Unstructured private parts, multiple arms, and third eyes can be creepy to some people. And that’s OK too according to Konrad. As conversations are aroused doing art that is meant to be seen, becomes an exchange, starting with the artist, then engaging the viewer who joins in to become just as much as part of the art as he is. The viewer in coming up with their own concepts many times change the way he even looks at the art… allowing him to often think…”Wow, I never really thought about that before”, and the reason why he feels so strongly that art is a dialog and not a monolog.
With age comes wisdom.
Konrad has long overcome his days as a starving artist contributing his success to mainly work, work, and more work. His is steadfast in his efforts incorporating an unwavering daily routine that includes, breakfast, a swim, walking the dogs, and creating for the remaining hours of each day.
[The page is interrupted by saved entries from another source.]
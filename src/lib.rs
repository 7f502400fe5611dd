//! # CycleSense
//!
//! Cycle-aware personal health analytics - an engine for finding patterns,
//! correlations and anomalies in menstrual-cycle records, daily symptom
//! logs and wearable metrics.
//!
//! ## Features
//!
//! - **Cycle context**: Phase resolution for any date against recorded cycles
//! - **Pattern detection**: Recurring symptoms mapped to cycle days, with
//!   probability, confidence and a predicted next occurrence
//! - **Correlations**: Pairwise Pearson analysis across wearable metrics with
//!   a significance estimate
//! - **Anomaly detection**: Baseline deviation scoring over trailing history
//! - **Mood forecasting**: Seven-day outlook from recent logs and cycle phase
//! - **Notifications**: An ordered, stateless rule set over current state
//!
//! ## Modules
//!
//! - [`model`]: Source records and derived finding types
//! - [`cycle`]: Cycle phase windows and context resolution
//! - [`engine`]: The analysis engines
//! - [`session`]: Session orchestration and SQLite persistence
//! - [`data`]: Record providers, file import and the demo generator
//!
//! ## Quick Start
//!
//! ```rust,no_run
//! use cyclesense::config::Config;
//! use cyclesense::data::{generate_demo_data, InMemoryStore};
//! use cyclesense::model::{
//!     AnalysisRequest, AnalysisScope, Granularity, SessionType, Timeframe,
//! };
//! use cyclesense::session::{AnalysisSessionOrchestrator, InMemorySessionStore};
//! use std::sync::Arc;
//!
//! #[tokio::main]
//! async fn main() -> Result<(), Box<dyn std::error::Error>> {
//!     let provider = Arc::new(InMemoryStore::new());
//!     generate_demo_data(&provider, "me", chrono::Utc::now().date_naive());
//!
//!     let orchestrator = AnalysisSessionOrchestrator::new(
//!         provider,
//!         Arc::new(InMemorySessionStore::new()),
//!         Config::default(),
//!     );
//!
//!     let results = orchestrator
//!         .run(AnalysisRequest {
//!             user_id: "me".to_string(),
//!             session_type: SessionType::FullAnalysis,
//!             scope: AnalysisScope::default(),
//!             timeframe: Timeframe::last_days(90, Granularity::Quarter),
//!         })
//!         .await?;
//!
//!     for finding in &results.key_findings {
//!         println!("{finding}");
//!     }
//!
//!     Ok(())
//! }
//! ```

pub mod config;
pub mod cycle;
pub mod data;
pub mod engine;
pub mod model;
pub mod notify;
pub mod session;

pub use config::Config;
pub use cycle::{CycleContext, CycleContextResolver, CyclePhase};
pub use model::session::{AnalysisRequest, AnalysisResults, AnalysisSession, SessionStatus};
pub use session::AnalysisSessionOrchestrator;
He shares the same hours of work as his beautiful wife, Faye, who works in the corporate sector; 6:30am to 6:00pm except in the days before a show, where its very possible for him to put in 23 consecutive hours of overtime.
Konrad’s advice for young artists is to simply go out and meet people. He states it’s seldom that he submits his work for acceptance to galleries as he is often invited. But most important, being an artist is also being a supporter of the arts and one should take time to attend art shows and make new connections as much as possible.
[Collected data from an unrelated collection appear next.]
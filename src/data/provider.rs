//! Record providers
//!
//! The engine consumes three record streams whose CRUD lives elsewhere.
//! `RecordProvider` is the read-only seam; `InMemoryStore` is the bundled
//! implementation used by the CLI and tests.

use crate::model::records::{CycleRecord, DailyLog, MetricPoint, MetricSeries};
use crate::model::session::Timeframe;
use async_trait::async_trait;
use std::collections::HashMap;
use std::sync::RwLock;
use thiserror::Error;

/// Errors from a record provider
#[derive(Debug, Error)]
pub enum DataError {
    #[error("Unknown user: {0}")]
    UnknownUser(String),

    #[error("Record validation failed: {0}")]
    Validation(#[from] crate::model::records::RecordError),

    #[error("Provider error: {0}")]
    Provider(String),
}

/// Read-only access to a user's records, filtered to a timeframe
#[async_trait]
pub trait RecordProvider: Send + Sync {
    /// Cycle records overlapping the timeframe, plus the most recent one
    /// starting before it (it may govern dates early in the window)
    async fn cycles(&self, user_id: &str, timeframe: &Timeframe)
        -> Result<Vec<CycleRecord>, DataError>;

    /// Daily logs dated inside the timeframe
    async fn daily_logs(
        &self,
        user_id: &str,
        timeframe: &Timeframe,
    ) -> Result<Vec<DailyLog>, DataError>;

    /// Metric series trimmed to points inside the timeframe
    async fn metric_series(
        &self,
        user_id: &str,
        timeframe: &Timeframe,
    ) -> Result<Vec<MetricSeries>, DataError>;
}

#[derive(Default)]
struct UserRecords {
    cycles: Vec<CycleRecord>,
    // Keyed by date: one logical log per user per date.
    logs: HashMap<chrono::NaiveDate, DailyLog>,
    series: HashMap<String, MetricSeries>,
}

/// In-memory record store
///
/// Enforces the one-log-per-date invariant: inserting a log for an
/// existing date replaces the earlier log.
#[derive(Default)]
pub struct InMemoryStore {
    users: RwLock<HashMap<String, UserRecords>>,
}

impl InMemoryStore {
    pub fn new() -> Self {
        Self::default()
    }

    /// Add a cycle record after validation
    pub fn add_cycle(&self, user_id: &str, cycle: CycleRecord) -> Result<(), DataError> {
        cycle.validate()?;
        let mut users = self.users.write().unwrap_or_else(|e| e.into_inner());
        users
            .entry(user_id.to_string())
            .or_default()
            .cycles
            .push(cycle);
        Ok(())
    }

    /// Insert or replace the log for its date
    pub fn upsert_log(&self, user_id: &str, log: DailyLog) -> Result<(), DataError> {
        log.validate()?;
        let mut users = self.users.write().unwrap_or_else(|e| e.into_inner());
        users
            .entry(user_id.to_string())
            .or_default()
            .logs
            .insert(log.date, log);
        Ok(())
    }

    /// Append points to a named metric series, creating it on first use
    pub fn add_metric_points(
        &self,
        user_id: &str,
        template: &MetricSeries,
        points: Vec<MetricPoint>,
    ) {
        let mut users = self.users.write().unwrap_or_else(|e| e.into_inner());
        let series = users
            .entry(user_id.to_string())
            .or_default()
            .series
            .entry(template.name.clone())
            .or_insert_with(|| {
                MetricSeries::new(template.name.clone(), template.unit.clone(), template.kind)
            });
        series.points.extend(points);
        series.points.sort_by_key(|p| p.timestamp);
    }

    /// Number of daily logs stored for a user
    pub fn log_count(&self, user_id: &str) -> usize {
        let users = self.users.read().unwrap_or_else(|e| e.into_inner());
        users.get(user_id).map(|u| u.logs.len()).unwrap_or(0)
    }
}

#[async_trait]
impl RecordProvider for InMemoryStore {
    async fn cycles(
        &self,
        user_id: &str,
        timeframe: &Timeframe,
    ) -> Result<Vec<CycleRecord>, DataError> {
        let users = self.users.read().unwrap_or_else(|e| e.into_inner());
        let Some(records) = users.get(user_id) else {
            return Ok(Vec::new());
        };

        let mut cycles: Vec<CycleRecord> = records
            .cycles
            .iter()
            .filter(|c| c.start <= timeframe.end && c.covers(timeframe.start.max(c.start)))
            .cloned()
            .collect();

        // The newest cycle starting before the window still governs its
        // early dates even if its interval ended; keep it available.
        if let Some(prior) = records
            .cycles
            .iter()
            .filter(|c| c.start < timeframe.start)
            .max_by_key(|c| c.start)
        {
            if !cycles.iter().any(|c| c.start == prior.start) {
                cycles.push(prior.clone());
            }
        }

        cycles.sort_by_key(|c| c.start);
        Ok(cycles)
    }

    async fn daily_logs(
        &self,
        user_id: &str,
        timeframe: &Timeframe,
    ) -> Result<Vec<DailyLog>, DataError> {
        let users = self.users.read().unwrap_or_else(|e| e.into_inner());
        let Some(records) = users.get(user_id) else {
            return Ok(Vec::new());
        };

        let mut logs: Vec<DailyLog> = records
            .logs
            .values()
            .filter(|l| timeframe.contains(l.date))
            .cloned()
            .collect();
        logs.sort_by_key(|l| l.date);
        Ok(logs)
    }

    async fn metric_series(
        &self,
        user_id: &str,
        timeframe: &Timeframe,
    ) -> Result<Vec<MetricSeries>, DataError> {
        let users = self.users.read().unwrap_or_else(|e| e.into_inner());
        let Some(records) = users.get(user_id) else {
            return Ok(Vec::new());
        };

        let mut series: Vec<MetricSeries> = records
            .series
            .values()
            .map(|s| {
                let mut trimmed = MetricSeries::new(s.name.clone(), s.unit.clone(), s.kind);
                trimmed.points = s
                    .points
                    .iter()
                    .filter(|p| timeframe.contains(p.timestamp.date_naive()))
                    .copied()
                    .collect();
                trimmed
            })
            .filter(|s| !s.points.is_empty())
            .collect();
        series.sort_by(|a, b| a.name.cmp(&b.name));
        Ok(series)
    }
}

#[cfg(test)]
mod tests {
    use super::*;
    use crate::model::records::MetricKind;
    use crate::model::session::Granularity;
    use chrono::{NaiveDate, TimeZone, Utc};

    fn d(y: i32, m: u32, day: u32) -> NaiveDate {
        NaiveDate::from_ymd_opt(y, m, day).unwrap()
    }

    fn timeframe() -> Timeframe {
        Timeframe {
            start: d(2024, 1, 1),
            end: d(2024, 1, 31),
            granularity: Granularity::Month,
        }
    }

    #[tokio::test]
    async fn test_same_date_log_replaces() {
        let store = InMemoryStore::new();
        store
            .upsert_log("u1", DailyLog::new(d(2024, 1, 5)).mood(4))
            .unwrap();
        store
            .upsert_log("u1", DailyLog::new(d(2024, 1, 5)).mood(8))
            .unwrap();

        let logs = store.daily_logs("u1", &timeframe()).await.unwrap();
        assert_eq!(logs.len(), 1);
        assert_eq!(logs[0].mood, Some(8));
    }

    #[tokio::test]
    async fn test_logs_filtered_and_ordered() {
        let store = InMemoryStore::new();
        store.upsert_log("u1", DailyLog::new(d(2024, 2, 1))).unwrap();
        store.upsert_log("u1", DailyLog::new(d(2024, 1, 20))).unwrap();
        store.upsert_log("u1", DailyLog::new(d(2024, 1, 5))).unwrap();

        let logs = store.daily_logs("u1", &timeframe()).await.unwrap();
        assert_eq!(logs.len(), 2);
        assert_eq!(logs[0].date, d(2024, 1, 5));
        assert_eq!(logs[1].date, d(2024, 1, 20));
    }

    #[tokio::test]
    async fn test_invalid_log_rejected() {
        let store = InMemoryStore::new();
        let result = store.upsert_log("u1", DailyLog::new(d(2024, 1, 5)).mood(11));
        assert!(matches!(result, Err(DataError::Validation(_))));
    }

    #[tokio::test]
    async fn test_prior_cycle_included_for_window_start() {
        let store = InMemoryStore::new();
        store
            .add_cycle("u1", CycleRecord::new(d(2023, 12, 20)))
            .unwrap();

        let cycles = store.cycles("u1", &timeframe()).await.unwrap();
        assert_eq!(cycles.len(), 1);
        assert_eq!(cycles[0].start, d(2023, 12, 20));
    }

    #[tokio::test]
    async fn test_metric_series_trimmed_to_window() {
        let store = InMemoryStore::new();
        let template = MetricSeries::new("steps", "count", MetricKind::Counter);
        store.add_metric_points(
            "u1",
            &template,
            vec![
                MetricPoint {
                    timestamp: Utc.with_ymd_and_hms(2023, 12, 30, 9, 0, 0).unwrap(),
                    value: 4000.0,
                },
                MetricPoint {
                    timestamp: Utc.with_ymd_and_hms(2024, 1, 10, 9, 0, 0).unwrap(),
                    value: 6000.0,
                },
            ],
        );

        let series = store.metric_series("u1", &timeframe()).await.unwrap();
        assert_eq!(series.len(), 1);
        assert_eq!(series[0].points.len(), 1);
        assert_eq!(series[0].points[0].value, 6000.0);
    }

    #[tokio::test]
    async fn test_unknown_user_is_empty_not_error() {
        let store = InMemoryStore::new();
        assert!(store.cycles("nobody", &timeframe()).await.unwrap().is_empty());
        assert!(store
            .daily_logs("nobody", &timeframe())
            .await
            .unwrap()
            .is_empty());
    }
}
Artists of DTLA will receive the proper credit due for helping to rejuvenate “TheGRIT” and Konrad is sure to remain, solidifying his place in Downtown history and producing thought and soul provoking works readily available for sale and the public eye…or should we say “eyes”.
EMMERIC KONRAD – MM IN TRIBUTE TO THE MEMPHIS 3
Focusing on the wrongly accused boys in prison, I wanted to remind everyone that there were six victims of this horrible crime so I made portraits of the three murdered boys. I used the last school photos as reference and since their bodies had been found in a creek bed I went to the LA River to find the wood used for the Tryptic.
It was the most difficult painting I had ever done.